Suffice to say, I gleefully returned to the art of shaving with a double-edged (DE) safety razor a couple of years back and spent some time (and money) trying different brands and styles of razor and blade. I can’t believe all those years I wasted using those plastic razors with their environmentally-hostile throw-away blades. And don’t get me started on the time and money wasted on electric razors! I should have just mimicked my father and his habits, but that’s a far-too-late revelation now.

Shaving isn’t always a daily activity for me these days because I have retired from working with the public and care less about my appearance than perhaps I should. Many a day I look like those scruffy council candidates who barely shaved before the election and had no idea what a proper shirt and tie were for. Well, okay, usually not that bad, but still less well-groomed than I used to be. I suppose we should all be thankful I spend most of my time puttering around home.

Shaving for me is usually done every two-three days (I did let the full beard grow in for a while, but Susan prefers me with smooth cheeks so I relented). I’ve never been a hirsute man, but as I age, I find my beard seems to grow faster and thicker than ever. If I let it go three days, I get that grizzled, Burkowski-look that suggests sleeping rough and over-indulgence in certain strong spirits. Or a council candidate pre-election campaign.

Some time ago while I was learning about the various types and styles, I read claims about the effectiveness of slant-head (or slant-bar) razors.

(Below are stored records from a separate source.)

// Copyright 2025 Muvon Un Limited
//
// Licensed under the Apache License, Version 2.0 (the "License");
// you may not use this file except in compliance with the License.
// You may obtain a copy of the License at
//
//     http://www.apache.org/licenses/LICENSE-2.0
//
// Unless required by applicable law or agreed to in writing, software
// distributed under the License is distributed on an "AS IS" BASIS,
// WITHOUT WARRANTIES OR CONDITIONS OF ANY KIND, either express or implied.
// See the License for the specific language governing permissions and
// limitations under the License.

use anyhow::{Context, Result};
use std::fs;
use std::path::Path;

use super::providers::{
	normalize_base_url, OLLAMA_HOST_ENV, OPENAI_API_KEY_ENV, OPENAI_BASE_URL_ENV,
};
use super::Config;

/// Overrides the configured default backend key
pub const DEFAULT_BACKEND_ENV: &str = "TECHTUTOR_MODEL";

impl Config {
	/// Load configuration from the system-wide config file
	pub fn load() -> Result<Self> {
		let config_path = crate::directories::get_config_file_path()?;
		Self::load_from(&config_path)
	}

	/// Load configuration from a specific file, falling back to defaults when it does not exist.
	/// Environment variables take precedence over config file values.
	pub fn load_from(config_path: &Path) -> Result<Self> {
		let mut config = if config_path.exists() {
			let config_str = fs::read_to_string(config_path).context(format!(
				"Failed to read config from {}",
				config_path.display()
			))?;
			toml::from_str::<Config>(&config_str).context(format!(
				"Failed to parse TOML configuration in {}",
				config_path.display()
			))?
		} else {
			Config::default()
		};

		// Store the config path for future saves
		config.config_path = Some(config_path.to_path_buf());

		config.apply_overrides(|name| std::env::var(name).ok());

		config
			.validate()
			.context(format!("Invalid configuration in {}", config_path.display()))?;

		Ok(config)
	}

	/// Apply environment overrides through a lookup function so tests don't touch the process env
	pub fn apply_overrides<F>(&mut self, lookup: F)
	where
		F: Fn(&str) -> Option<String>,
	{
		if let Some(key) = lookup(OPENAI_API_KEY_ENV).filter(|k| !k.trim().is_empty()) {
			self.providers.openai.api_key = Some(key);
		}
		if let Some(url) = lookup(OPENAI_BASE_URL_ENV).filter(|u| !u.trim().is_empty()) {
			self.providers.openai.base_url = normalize_base_url(&url);
		}
		if let Some(host) = lookup(OLLAMA_HOST_ENV).filter(|h| !h.trim().is_empty()) {
			self.providers.ollama.base_url = normalize_base_url(&host);
		}
		if let Some(model) = lookup(DEFAULT_BACKEND_ENV).filter(|m| !m.trim().is_empty()) {
			self.default_backend = model.trim().to_lowercase();
		}
	}

	/// Save configuration to a specific file path
	pub fn save_to_path(&self, path: &Path) -> Result<()> {
		// Ensure the parent directory exists
		if let Some(parent) = path.parent() {
			fs::create_dir_all(parent).context(format!(
				"Failed to create config directory: {}",
				parent.display()
			))?;
		}

		let clean_config = self.create_clean_copy_for_saving();
		let config_str = toml::to_string_pretty(&clean_config)
			.context("Failed to serialize configuration to TOML")?;

		fs::write(path, config_str)
			.context(format!("Failed to write config to {}", path.display()))?;

		Ok(())
	}

	/// Create a clean copy of the config for saving (API keys stay in the environment)
	pub fn create_clean_copy_for_saving(&self) -> Self {
		let mut clean_config = self.clone();
		clean_config.providers.openai.api_key = None;
		clean_config
	}

	/// Write the default configuration unless a file already exists at `path`
	pub fn create_default_config_at(path: &Path) -> Result<bool> {
		if path.exists() {
			return Ok(false);
		}
		Config::default().save_to_path(path)?;
		Ok(true)
	}
}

These are not new, just not as common today: the popular notion is that first slanted razor was patented in 1916; however, this site shows numerous earlier patents for slanted razors going back to 1904. They were rare until recently (for a while only Merkur made them), but now several companies manufacture them (or make the heads to attach to an existing handle). Interest in them is still growing.

A lot of people (well, okay, mostly men, but there’s no sexism in razors: women can use and appreciate the DE safety razors just as well) raved about these razors and their smooth shave on various shaving and barber forums, some stating they provided the best shave ever. I was a bit dubious of the claims, but eventually got curious enough to order a head (closed comb, Razorock German 37) to test. You can see it above, on the left (attached to a Rockwell 6S handle). The razor on the right is the Wilkinson butterfly-head (more on that, below) for comparison.